A call to reform Catholic health care ethics, inspired by the teachings of Pope Francis

Since its first edition in 1948, the US Conference of Catholic Bishops’ Ethical and Religious Directives for Catholic Health Care Services (ERD) has guided Catholic institutions in the provision of health care that reflects both the healing ministry of Jesus and the Church’s understanding of human dignity. However, while the papacy of Pope Francis and the clerical sex-abuse scandal both profoundly impacted the Catholic Church, the latest edition of the ERD does not address or reflect these transformations.

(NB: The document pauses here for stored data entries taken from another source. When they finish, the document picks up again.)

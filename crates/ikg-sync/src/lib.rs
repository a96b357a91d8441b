//! Adapter-driven sync and drift reconciliation (`spec.md` §4.2): the
//! `Adapter` contract, an `AdapterRegistry`, and the `SyncEngine` that
//! drives one provider's reconciliation cycle or a read-only drift scan.

pub mod adapter;
pub mod changes;
pub mod diff;
pub mod drift;
pub mod engine;
pub mod error;
pub mod registry;

pub use adapter::{Adapter, DiscoverOptions, DiscoverResult, ResourceError};
pub use diff::{diff_node, FieldDiff};
pub use drift::{drift_scan, DriftScanResult, DriftedNode};
pub use engine::{sync_provider, SyncEngine};
pub use error::{Error, Result};
pub use registry::AdapterRegistry;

Now for the first time, Todd A. Salzman and Michael G. Lawler present an extended critical commentary on the 2018 ERD. They argue that it is problematic in a number of ways. First, the revised ERD continues to prioritize a rule-based over a personalist-based ethical method, with an emphasis on absolute norms that proscribe specific medical acts. Further, it does not take into account Pope Francis’s transforming ecclesiological, methodological, and anthropological visions, neither internally in Catholic health care institutions nor externally in collaborations between Catholic and non-Catholic health care institutions. Finally, the revised ERD provides no evidence that the bishops grasp how the clerical sex-abuse scandal and its cover-up have fundamentally undermined episcopal authority and credibility.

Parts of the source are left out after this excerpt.